Spring - glad to hear that lil spring is doing just fine - you must be so excited (and i know we are all excited for you) but it just amazes me that people ask how long you breastfeed for after a stillborn...what planet are these people on ??? :rolleyes:
Flowerchild - Again, wonderful news for you - have a "nice" weekend and go hard girl - or perhaps that should be directed at your partner !!! :clap:
Lynn - i am so sorry to hear about your news -WTF is going on with these people. When you finally speak to your FS i would demand that you get ALL answers from him directly from now on - make sure you stress your concerns on all the different answers/options you have been given and that you are paying top dollar for his services (so you want HIS services).:hug: Something positive has to come out of all of this....:pray: i just know it will.
Will be good to meet you on Wednesday - i also go by the name of "Monica" so you will know who i am. Alternatively i could just wear my "fat dress" and you will know straight away who i am....but i don't think i will (might give over people ideas and it is way too early to tell people that i am pg). Bailey won't be there - still away (have news on Bailey below)...
Mel - well looks like you too will be busy this weekend. Good luck and have fun ! Very good news to hear and i do think that you and Lynn will be pg at the same time.... Also, sorry to hear about Charlie and Kenny - at least they are together in budgie heaven....
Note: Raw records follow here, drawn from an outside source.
// [libs/device-agent/src/health_monitor.rs]
/*!
 * APARATO: PROTOCOLO DE VERIFICACIÓN DE SALUD (§4.6.3)
 * CLASIFICACIÓN: DEVICE AGENT (ESTRATO L4 — ON-DEVICE)
 * RESPONSABILIDAD: EL INVARIANTE DE MAYOR VALOR DEL SISTEMA COMPLETO
 *
 * "El sistema está diseñado para que el caso abrumadoramente común —
 * un release funciona — no le cueste nada al servidor. Solo los fallos
 * llaman a casa" (§4.6.3). Esta estructura garantiza, por construcción,
 * que la ruta sana nunca produce una llamada de red: el temporizador
 * que reportaría la falla se aborta (`JoinHandle::abort`) en cuanto
 * todos los eventos configurados se reportan, antes de que pueda
 * disparar.
 */

use std::collections::BTreeSet;
use std::sync::{Arc, Mutex};
use std::time::Duration;

use bundlenudge_domain_models::wire::HealthFailureRequest;
use tracing::{info, instrument, warn};
use uuid::Uuid;

/// Receptor del reporte de falla única (§4.6.3: "exactamente una POST").
/// No-async deliberadamente: la implementación de red encola el envío
/// en una tarea de fondo y nunca reintenta (§4.6.3 "silent", "does not
/// retry") — ver `bundlenudge_infra_device_client`.
pub trait HealthReporter: Send + Sync {
    fn report_failure(&self, request: HealthFailureRequest);
}

/// Doble de pruebas: colecciona cada reporte enviado, para verificar
/// la propiedad "cero tráfico si todo sano" / "exactamente un reporte".
#[derive(Default)]
pub struct RecordingHealthReporter {
    pub reports: Mutex<Vec<HealthFailureRequest>>,
}

impl RecordingHealthReporter {
    pub fn new() -> Self {
        Self::default()
    }

    pub fn call_count(&self) -> usize {
        self.reports.lock().expect("recorder mutex poisoned").len()
    }
}

impl HealthReporter for RecordingHealthReporter {
    fn report_failure(&self, request: HealthFailureRequest) {
        self.reports.lock().expect("recorder mutex poisoned").push(request);
    }
}

struct Armed {
    events: BTreeSet<String>,
    fired: BTreeSet<String>,
    release_id: Uuid,
    device_id: Uuid,
    app_version: String,
    os_version: Option<String>,
    timer: tokio::task::JoinHandle<()>,
}

pub const DEFAULT_HEALTH_WINDOW: Duration = Duration::from_secs(30);

/// Estado mutable único del monitor. Se construye una vez por
/// instancia del agente (no un singleton de módulo, §9) y se comparte
/// como `Arc<HealthMonitor>` con su propia tarea de temporizador.
pub struct HealthMonitor {
    state: Mutex<Option<Armed>>,
}

impl HealthMonitor {
    pub fn new() -> Arc<Self> {
        Arc::new(Self { state: Mutex::new(None) })
    }

    /// Arma el monitor con `events` y un deadline `window` desde ahora.
    /// Reemplazar un monitor ya armado cancela el temporizador previo y
    /// descarta su estado (§4.6.3). Si `events` está vacío, el monitor
    /// se detiene de inmediato y jamás se produce una llamada de red.
    #[instrument(skip(self, reporter))]
    pub fn start_monitoring(
        self: &Arc<Self>,
        reporter: Arc<dyn HealthReporter>,
        events: BTreeSet<String>,
        window: Duration,
        release_id: Uuid,
        device_id: Uuid,
        app_version: String,
        os_version: Option<String>,
    ) {
        let mut guard = self.state.lock().expect("health monitor mutex poisoned");
        if let Some(previous) = guard.take() {
            previous.timer.abort();
        }

        if events.is_empty() {
            info!("🩺 [HEALTH_MONITOR]: armed with zero events — stopping immediately, no network call ever");
            return;
        }

        let monitor = Arc::clone(self);
        let reporter_for_timer = Arc::clone(&reporter);
        let timer = tokio::spawn(async move {
            tokio::time::sleep(window).await;
            monitor.fire_timeout(reporter_for_timer);
        });

        info!(event_count = events.len(), window_ms = window.as_millis() as u64, "🩺 [HEALTH_MONITOR]: armed");

        *guard = Some(Armed {
            events,
            fired: BTreeSet::new(),
            release_id,
            device_id,
            app_version,
            os_version,
            timer,
        });
    }

    /// Inserta `name` en el conjunto de disparados si pertenece a
    /// `events`. Nombres desconocidos y duplicados se ignoran
    /// silenciosamente (semántica de conjunto). Si todos los eventos
    /// configurados ya se reportaron, el monitor se detiene sin jamás
    /// haber hecho una llamada de red.
    #[instrument(skip(self))]
    pub fn report_event(&self, name: &str) {
        let mut guard = self.state.lock().expect("health monitor mutex poisoned");
        let Some(armed) = guard.as_mut() else {
            return;
        };
        if !armed.events.contains(name) {
            return;
        }
        armed.fired.insert(name.to_string());

        if armed.fired == armed.events {
            let completed = guard.take().expect("armed state just matched above");
            completed.timer.abort();
            info!("✅ [HEALTH_MONITOR]: all events fired before deadline — zero outbound calls");
        }
    }

    /// Invocado por la propia tarea de temporizador al expirar. Si el
    /// monitor sigue armado (no fue cancelado por `report_event` ni
    /// reemplazado por una nueva llamada a `start_monitoring`), emite
    /// exactamente un reporte de falla y se detiene.
    fn fire_timeout(&self, reporter: Arc<dyn HealthReporter>) {
        let mut guard = self.state.lock().expect("health monitor mutex poisoned");
        let Some(armed) = guard.take() else {
            return;
        };
        drop(guard);

        let missing_events: Vec<String> = armed.events.difference(&armed.fired).cloned().collect();
        warn!(
            release_id = %armed.release_id,
            missing = ?missing_events,
            "⏰ [HEALTH_MONITOR]: deadline elapsed with missing events — sending exactly one failure report"
        );

        reporter.report_failure(HealthFailureRequest {
            release_id: armed.release_id,
            device_id: armed.device_id,
            missing_events,
            app_version: Some(armed.app_version),
            os_version: armed.os_version,
        });
    }

    /// Expuesto para pruebas e inspección: `true` mientras el monitor
    /// está armado esperando eventos o el deadline.
    pub fn is_armed(&self) -> bool {
        self.state.lock().expect("health monitor mutex poisoned").is_some()
    }
}

impl Default for HealthMonitor {
    fn default() -> Self {
        Self { state: Mutex::new(None) }
    }
}

#[cfg(test)]
mod tests {
    use super::*;

    fn events(names: &[&str]) -> BTreeSet<String> {
        names.iter().map(|s| s.to_string()).collect()
    }

    #[tokio::test(start_paused = true)]
    async fn all_events_fired_before_deadline_makes_zero_network_calls() {
        let monitor = HealthMonitor::new();
        let reporter = Arc::new(RecordingHealthReporter::new());
        monitor.start_monitoring(
            reporter.clone(),
            events(&["app_ready", "home_loaded"]),
            Duration::from_secs(30),
            Uuid::new_v4(),
            Uuid::new_v4(),
            "1.0.0".into(),
            None,
        );

        monitor.report_event("app_ready");
        monitor.report_event("home_loaded");
        assert!(!monitor.is_armed());

        tokio::time::advance(Duration::from_secs(60)).await;
        tokio::task::yield_now().await;

        assert_eq!(reporter.call_count(), 0);
    }

    #[tokio::test(start_paused = true)]
    async fn missing_event_at_deadline_sends_exactly_one_report() {
        let monitor = HealthMonitor::new();
        let reporter = Arc::new(RecordingHealthReporter::new());
        let release_id = Uuid::new_v4();
        let device_id = Uuid::new_v4();

        monitor.start_monitoring(
            reporter.clone(),
            events(&["app_ready", "home_loaded"]),
            Duration::from_secs(30),
            release_id,
            device_id,
            "1.0.0".into(),
            Some("17.0".into()),
        );
        monitor.report_event("app_ready");

        tokio::time::advance(Duration::from_secs(31)).await;
        tokio::task::yield_now().await;

        assert_eq!(reporter.call_count(), 1);
        let reports = reporter.reports.lock().unwrap();
        assert_eq!(reports[0].release_id, release_id);
        assert_eq!(reports[0].device_id, device_id);
        assert_eq!(reports[0].missing_events, vec!["home_loaded".to_string()]);
    }

    #[tokio::test(start_paused = true)]
    async fn empty_event_set_never_arms_and_never_calls_out() {
        let monitor = HealthMonitor::new();
        let reporter = Arc::new(RecordingHealthReporter::new());
        monitor.start_monitoring(
            reporter.clone(),
            BTreeSet::new(),
            Duration::from_secs(30),
            Uuid::new_v4(),
            Uuid::new_v4(),
            "1.0.0".into(),
            None,
        );

        assert!(!monitor.is_armed());
        tokio::time::advance(Duration::from_secs(120)).await;
        tokio::task::yield_now().await;
        assert_eq!(reporter.call_count(), 0);
    }

    #[tokio::test(start_paused = true)]
    async fn replacing_an_armed_monitor_cancels_the_previous_timer() {
        let monitor = HealthMonitor::new();
        let reporter = Arc::new(RecordingHealthReporter::new());

        monitor.start_monitoring(
            reporter.clone(),
            events(&["first"]),
            Duration::from_secs(10),
            Uuid::new_v4(),
            Uuid::new_v4(),
            "1.0.0".into(),
            None,
        );

        tokio::time::advance(Duration::from_secs(5)).await;

        // Re-arming before the first deadline discards the old state entirely.
        monitor.start_monitoring(
            reporter.clone(),
            events(&["second"]),
            Duration::from_secs(10),
            Uuid::new_v4(),
            Uuid::new_v4(),
            "1.0.0".into(),
            None,
        );
        monitor.report_event("second");

        tokio::time::advance(Duration::from_secs(20)).await;
        tokio::task::yield_now().await;

        assert_eq!(reporter.call_count(), 0);
    }

    #[tokio::test]
    async fn unknown_event_names_are_ignored() {
        let monitor = HealthMonitor::new();
        let reporter = Arc::new(RecordingHealthReporter::new());
        monitor.start_monitoring(
            reporter.clone(),
            events(&["app_ready"]),
            Duration::from_secs(30),
            Uuid::new_v4(),
            Uuid::new_v4(),
            "1.0.0".into(),
            None,
        );

        monitor.report_event("totally_unknown_event");
        assert!(monitor.is_armed());
    }
}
Alex - hope all is going well with you and hope to talk more soon. Sorry about the loss of your angels - we are all here to help each other and jump in any time (i did). No worries about people making comments - really i don't care (i actually find it funny sometimes) - you have to have a sense of humour even if the joke is about you ! I can take it really.
Heard from Bailey last night via text. She is day 38, no AF and ab cramps - HELLO - what is this telling you !!!! I said get a "f*** test done NOW !" I also said she should stop right now taking the drugs, smokes and alcohol she is shoving into her whilst on hols....LOL
Enough from me - got to feed the little rascal.